[originally published February 19, 2025]
“Does the shift in editorial fashion away from italics apply to non-English words in narrative?” I was asked after my previous post on the subject. “I’ve noticed that some memoirs I’ve been reading lately use roman for non-English words.”
Ah yes, an excellent question, which I realize I’ve answered in dribs and drabs and allusions and hints in various previous posts, but let’s get it done all at once.
Back when I started in the proofreading and copyediting racket, the rule of thumb was that all words in the main part of the lexicon of unspoken book publishing consensus—i.e., the ninth edition of Merriam-Webster’s Collegiate Dictionary in the early nineties, eventually the tenth and eleventh editions as the years rolled on—were to be taken as English and set in roman, from sushi and kibbutz to siesta, quid pro quo, and weltschmerz,1 and everything tucked into the section on foreign words and phrases in the back of the book (or not tucked anywhere at all) was to be taken as not-English and set in italics.
Over time, though, two things occurred to me (not only to me, to be sure, but, sure, to me):
1, The English language hoovers up words and domesticates them faster than the dictionary can keep up with, and, 2, and more important, Something happens when you set words in italics, and it’s not always in the best interests of the text at hand.
If, for instance, you’re writing (or copyediting) a novel in which the characters easily and fluently slide from English to Spanish, or English to Tagalog, or English to, well, anything at all, the characters aren’t sliding into a foreign language; they’re simply speaking the way they speak, liquidly bilingual. Setting those characters’ non-English utterances in italics would make them, then, foreign and strange and other, which they’re not intended to be. Setting them in roman scrapes the otherness off them.
On the other hand, to be sure (there is always an other hand, sometimes a few other hands), if I were writing, or copyediting, a novel about, say, a young American alone in Florence, Italy, who feels increasingly isolated because of the overwhelming and impenetrable foreignness of it all, and who finds that he can’t get by with his rusty high school French, much less his English, I might well choose to set all the buzz of Italian that surrounds and bedevils our poor tourist in italics.2
Again, as with all things prosy, you make the best choices for the work in front of you. One size does not, should not, fit all.

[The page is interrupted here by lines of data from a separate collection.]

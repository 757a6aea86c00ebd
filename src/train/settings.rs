use serde::{Deserialize, Serialize};

use crate::error::ConfigError;
use crate::graph::random_graph::{Connectivity, GraphParams};

/// Scalar knobs for one training run, keyed exactly as in a settings file:
///
/// ```json
/// {
///   "numIterations": 5,
///   "batchSize": 100,
///   "pulseLength": 1,
///   "learnRate": 0.01,
///   "cullThresh": 1e-8,
///   "minVerts": 794,
///   "maxVerts": 1294,
///   "minEdgeWeight": 1e-6,
///   "maxEdgeWeight": 100.0,
///   "edgeProbability": 0.7
/// }
/// ```
///
/// `pulseLength` is validated and carried through, but associations are
/// always applied as one pulse.
#[derive(Debug, Clone, PartialEq, Serialize, Deserialize)]
#[serde(rename_all = "camelCase")]
pub struct TrainSettings {
    pub num_iterations: usize,
    pub batch_size: usize,
    pub pulse_length: usize,
    pub learn_rate: f64,
    pub cull_thresh: f64,
    pub min_verts: usize,
    pub max_verts: usize,
    pub min_edge_weight: f64,
    pub max_edge_weight: f64,
    pub edge_probability: f64,
    #[serde(default)]
    pub connectivity: Connectivity,
}

impl Default for TrainSettings {
    fn default() -> Self {
        TrainSettings {
            num_iterations: 5,
            batch_size: 100,
            pulse_length: 1,
            learn_rate: 0.01,
            cull_thresh: 1e-8,
            min_verts: 794,
            max_verts: 1294,
            min_edge_weight: 1e-6,
            max_edge_weight: 100.0,
            edge_probability: 0.7,
            connectivity: Connectivity::BestEffort,
        }
    }
}

impl TrainSettings {
    pub fn validate(&self) -> Result<(), ConfigError> {
        for (field, value) in [
            ("numIterations", self.num_iterations),
            ("batchSize", self.batch_size),
            ("pulseLength", self.pulse_length),
        ] {
            if value == 0 {
                return Err(ConfigError::Zero { field });
            }
        }
        for (field, value) in [("learnRate", self.learn_rate), ("cullThresh", self.cull_thresh)] {
            if !value.is_finite() || value < 0.0 {
                return Err(ConfigError::InvalidRate { field, value });
            }
        }
        self.graph_params().validate()
    }

    /// Graph generator parameters carried by these settings.
    pub fn graph_params(&self) -> GraphParams {
        GraphParams {
            min_verts: self.min_verts,
            max_verts: self.max_verts,
            edge_probability: self.edge_probability,
            min_edge_weight: self.min_edge_weight,
            max_edge_weight: self.max_edge_weight,
            connectivity: self.connectivity,
        }
    }

    /// Serializes the settings to a pretty-printed JSON file.
    pub fn save_json(&self, path: &str) -> std::io::Result<()> {
        let file = std::fs::File::create(path)?;
        let writer = std::io::BufWriter::new(file);
        serde_json::to_writer_pretty(writer, self)
            .map_err(|e| std::io::Error::new(std::io::ErrorKind::Other, e))
    }

    /// Deserializes settings from a JSON file.
    pub fn load_json(path: &str) -> std::io::Result<TrainSettings> {
        let file = std::fs::File::open(path)?;
        let reader = std::io::BufReader::new(file);
        serde_json::from_reader(reader)
            .map_err(|e| std::io::Error::new(std::io::ErrorKind::InvalidData, e))
    }
}

#[cfg(test)]
mod tests {
    use super::*;

    #[test]
    fn defaults_are_valid() {
        assert_eq!(TrainSettings::default().validate(), Ok(()));
    }

    #[test]
    fn json_keys_match_settings_names() {
        let json = serde_json::to_value(TrainSettings::default()).unwrap();
        for key in [
            "numIterations", "batchSize", "pulseLength", "learnRate", "cullThresh",
            "minVerts", "maxVerts", "minEdgeWeight", "maxEdgeWeight", "edgeProbability",
        ] {
            assert!(json.get(key).is_some(), "missing key {}", key);
        }
    }

    #[test]
    fn connectivity_defaults_when_absent() {
        let mut json = serde_json::to_value(TrainSettings::default()).unwrap();
        json.as_object_mut().unwrap().remove("connectivity");
        let parsed: TrainSettings = serde_json::from_value(json).unwrap();
        assert_eq!(parsed.connectivity, Connectivity::BestEffort);
    }

    #[test]
    fn rejects_zero_pulse_length() {
        let settings = TrainSettings { pulse_length: 0, ..TrainSettings::default() };
        assert_eq!(settings.validate(), Err(ConfigError::Zero { field: "pulseLength" }));
    }

    #[test]
    fn rejects_inverted_vertex_range() {
        let settings = TrainSettings { min_verts: 10, max_verts: 5, ..TrainSettings::default() };
        assert_eq!(settings.validate(), Err(ConfigError::VertexRange { min: 10, max: 5 }));
    }

    #[test]
    fn rejects_negative_learn_rate() {
        let settings = TrainSettings { learn_rate: -0.1, ..TrainSettings::default() };
        assert!(matches!(settings.validate(), Err(ConfigError::InvalidRate { field: "learnRate", .. })));
    }
}
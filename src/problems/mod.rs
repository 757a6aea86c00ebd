pub mod mnist;
pub mod simple_cross;

/// Named problems runnable from the command line.
pub const PROBLEMS: [(&str, &str); 3] = [
    ("simple-cross", "Train a network to cross two inputs to two outputs {0, 1} -> {1, 0}."),
    ("mnist", "Train a fixed input-to-output network to identify MNIST digit images."),
    ("mnist-rand", "Train randomly generated networks to identify MNIST digit images (parameter sweep)."),
];
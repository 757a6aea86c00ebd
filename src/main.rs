use anyhow::{bail, Context};
use tracing_subscriber::EnvFilter;

use ferrite_ftwt::problems::{mnist, simple_cross, PROBLEMS};
use ferrite_ftwt::train::{run_sweep, SweepGrid};
use ferrite_ftwt::{format_vector, TrainSettings};

// Usage:
//   ferrite-ftwt simple-cross
//   ferrite-ftwt mnist      <mnist-dir> [settings.json] [--max-samples N]
//   ferrite-ftwt mnist-rand <mnist-dir> [settings.json] [--max-samples N]
// mnist-rand without a settings file sweeps the default grid.
// --max-samples keeps only the first N training and test images.
fn main() -> anyhow::Result<()> {
    tracing_subscriber::fmt()
        .with_env_filter(EnvFilter::try_from_default_env().unwrap_or_else(|_| EnvFilter::new("info")))
        .init();

    let mut args: Vec<String> = std::env::args().skip(1).collect();
    let max_samples = take_max_samples(&mut args)?;
    let Some(problem) = args.first() else {
        println!("Please specify a problem name\n");
        list_problems();
        return Ok(());
    };

    match problem.as_str() {
        "simple-cross" => {
            let result = simple_cross::run(10)?;
            println!("{}", result.network);
            print!("{}", format_vector(&result.from_first, true));
            print!("{}", format_vector(&result.from_second, true));
            println!("crossed: {}", result.crossed());
        }
        "mnist" => {
            let (train, test) = mnist::load(data_dir(&args)?, max_samples)?;
            let settings = settings_arg(&args)?.unwrap_or(mnist::FIXED_SETTINGS);
            let accuracy = mnist::run_fixed(&train, &test, &settings, rand::random())?;
            println!("NN test accuracy = {:.2}%", accuracy * 100.0);
        }
        "mnist-rand" => {
            let (train, test) = mnist::load(data_dir(&args)?, max_samples)?;
            let jobs = match settings_arg(&args)? {
                Some(settings) => vec![settings],
                None => SweepGrid::default().expand(),
            };
            let workers = std::thread::available_parallelism().map(|n| n.get()).unwrap_or(4);
            let seed: u64 = rand::random();
            tracing::info!(seed, "sweep seed");

            for outcome in run_sweep(jobs, &train, &test, mnist::OUTPUT_SIZE, workers, seed) {
                match outcome {
                    Ok(result) => println!("{}", serde_json::to_string_pretty(&result)?),
                    Err(e) => println!("rejected configuration: {}", e),
                }
            }
        }
        other => {
            println!("Invalid problem specified: {}\n", other);
            list_problems();
        }
    }

    Ok(())
}

fn list_problems() {
    println!("Available problems:\n");
    for (name, desc) in PROBLEMS {
        println!("{}: {}", name, desc);
    }
}

fn data_dir(args: &[String]) -> anyhow::Result<&str> {
    match args.get(1) {
        Some(dir) => Ok(dir.as_str()),
        None => bail!("{} needs the MNIST data directory as its first argument", args[0]),
    }
}

/// Removes `--max-samples N` from `args`, returning `N` if present.
fn take_max_samples(args: &mut Vec<String>) -> anyhow::Result<Option<usize>> {
    let Some(pos) = args.iter().position(|a| a == "--max-samples") else {
        return Ok(None);
    };
    let Some(value) = args.get(pos + 1) else {
        bail!("--max-samples needs a value");
    };
    let n = value
        .parse::<usize>()
        .with_context(|| format!("--max-samples expects a count, got {}", value))?;
    args.drain(pos..pos + 2);
    Ok(Some(n))
}

fn settings_arg(args: &[String]) -> anyhow::Result<Option<TrainSettings>> {
    let Some(path) = args.get(2) else {
        return Ok(None);
    };
    let settings = TrainSettings::load_json(path).with_context(|| format!("reading settings from {}", path))?;
    settings.validate()?;
    Ok(Some(settings))
}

I guess that the only other thing I’d like to add on the subject of italics is: Don’t go overboard setting isolated words in even your English-language text in italics for emphasis, which a lot of writers like to do far too much, I think, particularly in dialogue. A, if you’ve set your words in a good and sound and eloquent order, your readers should be able to make out for themselves where the points of stress occur. And if you’re constantly thinking that your readers won’t be able to follow your intentions without bits and bobs of italics to point the way, perhaps you might want to take a harder look at your sentences and see if they’re not, all on their own, doing their job properly. And, B, readers do not, I think, like to be told, repeatedly, how to read.3
I recall, a decade or so ago, copyediting a novel in which, over the course of a solid 100,000 words, I (respectfully) suggested to the author, oh, perhaps a dozen and a half times, that I thought a line of dialogue might be assisted with a little aslant type. And the author (politely) stetted me each and every one of those perhaps a dozen and a half times. Now, that’s confidence in one’s writing.4
As always: Thank you all for being here, and thank you, especially, to subscribers, and especially especially to paying subscribers, who make it possible for me to keep writing.
Yes, I know that the Germans like to capitalize their nouns, but if you’re going to decide that weltschmerz is English, then bring it, I say, fully on board and lowercase it.
Now it can be told: On my first trip to Europe in the early 1980s, I did remarkably well with my rusty high school French, which got less rusty by the minute, in Paris, and there I was merrily chatting away with waiters and taxi drivers and les autres citoyens. But I decided—y’know, as long as I’d come all this way—to take myself via train to Florence (quite likely with visions of Forster dancing in my head), where, to my dismay (not, to be sure, with the Italians, but with myself for not having thought it through), almost no one I encountered—in the train station, in a nearby hotel, in restaurants—could (or, I suppose, would) engage me in English. The past is a foreign country, and vicey versey.
Again, I’m not utterly and entirely opposed to the use of italics for emphasis. I try not to be utterly and entirely opposed to anything, at least as far as prose is concerned. But don’t oversalt your soup.
Was the author utterly and entirely opposed to the use of italics for emphasis? No, as she went on to demonstrate in other novels. She simply didn’t feel the need to use italics for emphasis in this particular novel.
On your trip to Florence … I suppose they all spoke Italics there.
It's only fair that weltschmerz should be shared by all.